Outrageous Predictions For 2017
Stranger Than Fiction
The biggest challenge for the crop of Outrageous Predictions this year is to follow up from the ‘surprises’ of Brexit and the election of Donald Trump as US President. It seems sometimes ‘life’ or ‘reality’ beats even the most outrageous calls.
This selection of calls continues our tradition of provoking conversation on what might surprise or shock the investment return in the year ahead.

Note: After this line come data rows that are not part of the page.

#[cfg(test)]
mod tests {
    use super::*;
    use crate::{share, Keybinding};

    type Journal = Arc<Mutex<Vec<String>>>;

    /// Records every callback into a shared journal as `"<label>.<callback>"`.
    struct Recorder {
        label: &'static str,
        journal: Journal,
        transparency: Transparency,
        fail_update: bool,
        controller: Controller,
    }

    impl Recorder {
        fn new(label: &'static str, journal: &Journal) -> Self {
            Self {
                label,
                journal: Arc::clone(journal),
                transparency: Transparency::OPAQUE,
                fail_update: false,
                controller: Controller::new(),
            }
        }

        fn transparent(mut self, transparency: Transparency) -> Self {
            self.transparency = transparency;
            self
        }

        fn record(&self, what: &str) {
            self.journal.lock().unwrap().push(format!("{}.{what}", self.label));
        }
    }

    impl GameState for Recorder {
        fn on_push(&mut self) {
            self.record("push");
        }
        fn on_pop(&mut self) {
            self.record("pop");
        }
        fn on_activate(&mut self) {
            self.record("activate");
        }
        fn on_deactivate(&mut self) {
            self.record("deactivate");
        }
        fn on_ascend(&mut self) {
            self.record("ascend");
        }
        fn on_descend(&mut self) {
            self.record("descend");
        }
        fn transparency(&self) -> Transparency {
            self.transparency
        }
        fn render(&mut self, _: f64) -> anyhow::Result<()> {
            self.record("render");
            Ok(())
        }
        fn update(&mut self, _: f64, _: &StateCommands) -> anyhow::Result<()> {
            self.record("update");
            if self.fail_update {
                anyhow::bail!("{} refused to update", self.label);
            }
            Ok(())
        }
        fn controller(&mut self) -> &mut Controller {
            &mut self.controller
        }
        fn name(&self) -> &str {
            self.label
        }
    }

    fn take(journal: &Journal) -> Vec<String> {
        std::mem::take(&mut *journal.lock().unwrap())
    }

    fn labels(states: &[SharedState]) -> Vec<String> {
        states
            .iter()
            .map(|s| s.lock().unwrap().name().to_string())
            .collect()
    }

    #[test]
    fn push_pop_round_trip_fires_lifecycle_in_order() {
        let journal = Journal::default();
        let manager = GameStateManager::default();

        manager.push_state(share(Recorder::new("a", &journal)));
        manager.push_state(share(Recorder::new("b", &journal)));
        let popped = manager.pop_state().unwrap();

        assert_eq!(popped.lock().unwrap().name(), "b");
        assert_eq!(labels(&[manager.top().unwrap()]), vec!["a"]);
        assert_eq!(
            take(&journal),
            vec![
                "a.push",
                "a.activate",
                "b.push",
                "b.activate",
                "a.deactivate",
                "a.descend",
                "b.deactivate",
                "b.pop",
                "a.activate",
                "a.ascend",
            ]
        );
    }

    #[test]
    fn activate_twice_and_deactivate_once_across_a_round_trip() {
        let journal = Journal::default();
        let manager = GameStateManager::default();
        manager.push_state(share(Recorder::new("a", &journal)));
        manager.push_state(share(Recorder::new("b", &journal)));
        manager.pop_state().unwrap();

        let entries = take(&journal);
        let count = |what: &str| entries.iter().filter(|e| *e == what).count();
        assert_eq!(count("a.activate"), 2);
        assert_eq!(count("a.deactivate"), 1);
    }

    #[test]
    fn descend_and_ascend_reach_every_lower_state() {
        let journal = Journal::default();
        let manager = GameStateManager::default();
        manager.push_state(share(Recorder::new("a", &journal)));
        manager.push_state(share(Recorder::new("b", &journal)));
        take(&journal);

        manager.push_state(share(Recorder::new("c", &journal)));
        assert_eq!(
            take(&journal),
            vec!["c.push", "c.activate", "b.deactivate", "b.descend", "a.descend"]
        );

        manager.drop_state().unwrap();
        assert_eq!(
            take(&journal),
            vec!["c.deactivate", "c.pop", "b.activate", "b.ascend", "a.ascend"]
        );
        assert_eq!(manager.len(), 2);
    }

    #[test]
    fn empty_stack_pop_and_drop_are_errors() {
        let manager = GameStateManager::default();
        assert!(matches!(
            manager.pop_state(),
            Err(StateError::EmptyStack { operation: "pop" })
        ));
        assert!(matches!(
            manager.drop_state(),
            Err(StateError::EmptyStack { operation: "drop" })
        ));
        assert!(manager.is_empty());
    }

    #[test]
    fn empty_stack_dispatch_is_a_no_op() {
        let manager = GameStateManager::default();
        assert!(manager.render(0.016).is_ok());
        assert!(manager.update(0.025).is_ok());
        assert!(manager.update(0.025).is_ok());
        manager.key_callback(KeyAction::Press, KeyModifiers::empty(), &Key::code("KeyA"), None);
    }

    #[test]
    fn transparency_cuts_each_channel_independently() {
        let journal = Journal::default();
        let manager = GameStateManager::default();
        manager.push_state(share(Recorder::new("a", &journal)));
        manager.push_state(share(Recorder::new("b", &journal).transparent(Transparency {
            render: false,
            update: true,
            input: true,
        })));
        manager.push_state(share(Recorder::new("c", &journal).transparent(Transparency {
            render: true,
            update: true,
            input: false,
        })));

        assert_eq!(labels(&manager.live_render_states()), vec!["c", "b"]);
        assert_eq!(labels(&manager.live_update_states()), vec!["c", "b", "a"]);
        assert_eq!(labels(&manager.live_input_states()), vec!["c"]);
    }

    #[test]
    fn a_blocked_channel_stays_blocked_below_transparent_states() {
        let journal = Journal::default();
        let manager = GameStateManager::default();
        manager.push_state(share(Recorder::new("a", &journal)));
        manager.push_state(share(Recorder::new("b", &journal).transparent(Transparency::TRANSPARENT)));
        manager.push_state(share(Recorder::new("c", &journal).transparent(Transparency::OPAQUE)));
        manager.push_state(share(Recorder::new("d", &journal).transparent(Transparency::RENDER_ONLY)));

        assert_eq!(labels(&manager.live_render_states()), vec!["d", "c"]);
        assert_eq!(labels(&manager.live_update_states()), vec!["d"]);
        assert_eq!(labels(&manager.live_input_states()), vec!["d"]);
    }

    #[test]
    fn live_lists_follow_pops() {
        let journal = Journal::default();
        let manager = GameStateManager::default();
        manager.push_state(share(Recorder::new("a", &journal)));
        manager.push_state(share(Recorder::new("b", &journal).transparent(Transparency::TRANSPARENT)));
        assert_eq!(labels(&manager.live_update_states()), vec!["b", "a"]);

        manager.drop_state().unwrap();
        assert_eq!(labels(&manager.live_update_states()), vec!["a"]);
        manager.drop_state().unwrap();
        assert!(manager.live_render_states().is_empty());
    }

    #[test]
    fn render_and_update_dispatch_top_first() {
        let journal = Journal::default();
        let manager = GameStateManager::default();
        manager.push_state(share(Recorder::new("a", &journal)));
        manager.push_state(share(Recorder::new("b", &journal).transparent(Transparency::TRANSPARENT)));
        take(&journal);

        manager.render(0.0).unwrap();
        manager.update(0.0).unwrap();

        assert_eq!(take(&journal), vec!["b.render", "a.render", "b.update", "a.update"]);
    }

    #[test]
    fn update_failure_stops_dispatch_and_names_the_state() {
        let journal = Journal::default();
        let manager = GameStateManager::default();
        manager.push_state(share(Recorder::new("a", &journal)));
        let mut failing = Recorder::new("b", &journal).transparent(Transparency::TRANSPARENT);
        failing.fail_update = true;
        manager.push_state(share(failing));
        take(&journal);

        let err = manager.update(0.1).unwrap_err();

        match err {
            StateError::Callback { state, phase, source } => {
                assert_eq!(state, "b");
                assert_eq!(phase, "update");
                assert_eq!(source.to_string(), "b refused to update");
            }
            other => panic!("Unexpected error {other:?}"),
        }
        assert_eq!(take(&journal), vec!["b.update"]);
    }

    #[test]
    fn push_by_key_uses_the_store() {
        let journal = Journal::default();
        let store = Arc::new(GameStateStore::new());
        store.register_state("menu", share(Recorder::new("menu", &journal)));
        let manager = GameStateManager::new(Arc::clone(&store));

        assert!(!manager.push_state_by_key("missing"));
        assert!(manager.is_empty());
        assert!(manager.push_state_by_key("menu"));
        assert!(Arc::ptr_eq(&manager.top().unwrap(), &store.get_state("menu").unwrap()));
    }

    #[test]
    fn commands_are_applied_after_dispatch() {
        struct Spawner {
            controller: Controller,
            spawned: bool,
        }
        impl GameState for Spawner {
            fn render(&mut self, _: f64) -> anyhow::Result<()> {
                Ok(())
            }
            fn update(&mut self, _: f64, commands: &StateCommands) -> anyhow::Result<()> {
                if !self.spawned {
                    self.spawned = true;
                    commands.push_key("overlay");
                }
                Ok(())
            }
            fn controller(&mut self) -> &mut Controller {
                &mut self.controller
            }
        }

        let journal = Journal::default();
        let manager = GameStateManager::default();
        manager
            .store()
            .register_state("overlay", share(Recorder::new("overlay", &journal)));
        manager.push_state(share(Spawner {
            controller: Controller::new(),
            spawned: false,
        }));

        manager.update(0.025).unwrap();

        assert_eq!(manager.len(), 2);
        assert_eq!(labels(&[manager.top().unwrap()]), vec!["overlay"]);
    }

    #[test]
    fn input_reaches_only_live_input_controllers() {
        let journal = Journal::default();
        let manager = GameStateManager::default();

        let mut bottom = Recorder::new("bottom", &journal);
        let j = Arc::clone(&journal);
        bottom.controller.add_cursor_callback(move |_, _, _| {
            j.lock().unwrap().push("bottom.cursor".into());
            Ok(())
        });
        let mut top = Recorder::new("top", &journal).transparent(Transparency::RENDER_ONLY);
        top.controller.add_keybinding(Keybinding::new(
            KeyAction::Press,
            KeyModifiers::empty(),
            Key::code("Escape"),
            |commands| {
                commands.pop();
                Ok(())
            },
        ));
        manager.push_state(share(bottom));
        manager.push_state(share(top));
        take(&journal);

        manager.cursor_callback(1.0, 1.0);
        assert!(take(&journal).is_empty(), "Bottom state is not live for input");

        manager.key_callback(KeyAction::Press, KeyModifiers::empty(), &Key::code("Escape"), None);
        assert_eq!(manager.len(), 1);
        take(&journal);

        manager.cursor_callback(1.0, 1.0);
        assert_eq!(take(&journal), vec!["bottom.cursor"]);
    }

    #[test]
    fn external_commands_are_applied_on_the_next_dispatch() {
        let journal = Journal::default();
        let manager = GameStateManager::default();
        manager.commands().push(share(Recorder::new("queued", &journal)));
        assert!(manager.is_empty());

        manager.render(0.0).unwrap();

        assert_eq!(manager.len(), 1);
    }
}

Let me, as always, stress this is not Saxo Bank Research/Strats ‘official’ outlook for 2017, it is the events and market moves we deem outliers with huge potential for upsetting the always-in-place complacent consensus.
It is simply our attempt to get you to think out of the box. The fact a few of our calls tend be right is either random, a matter of not being outrageous enough or simply luck. We do not see ourselves as the market Oracle of Delphi, rather we believe in the old saying: To be forewarned is better than…
Disclaimer aside, how does the following selection resonate with an overall theme? The common thread if any would be ‘desperate time, call for desperate actions’. As 2016 turns into 2017, central banks may be about to give up on QE and negative interest rates, but they are far from being done on intervention and distorting the allocation of capital and the price of money.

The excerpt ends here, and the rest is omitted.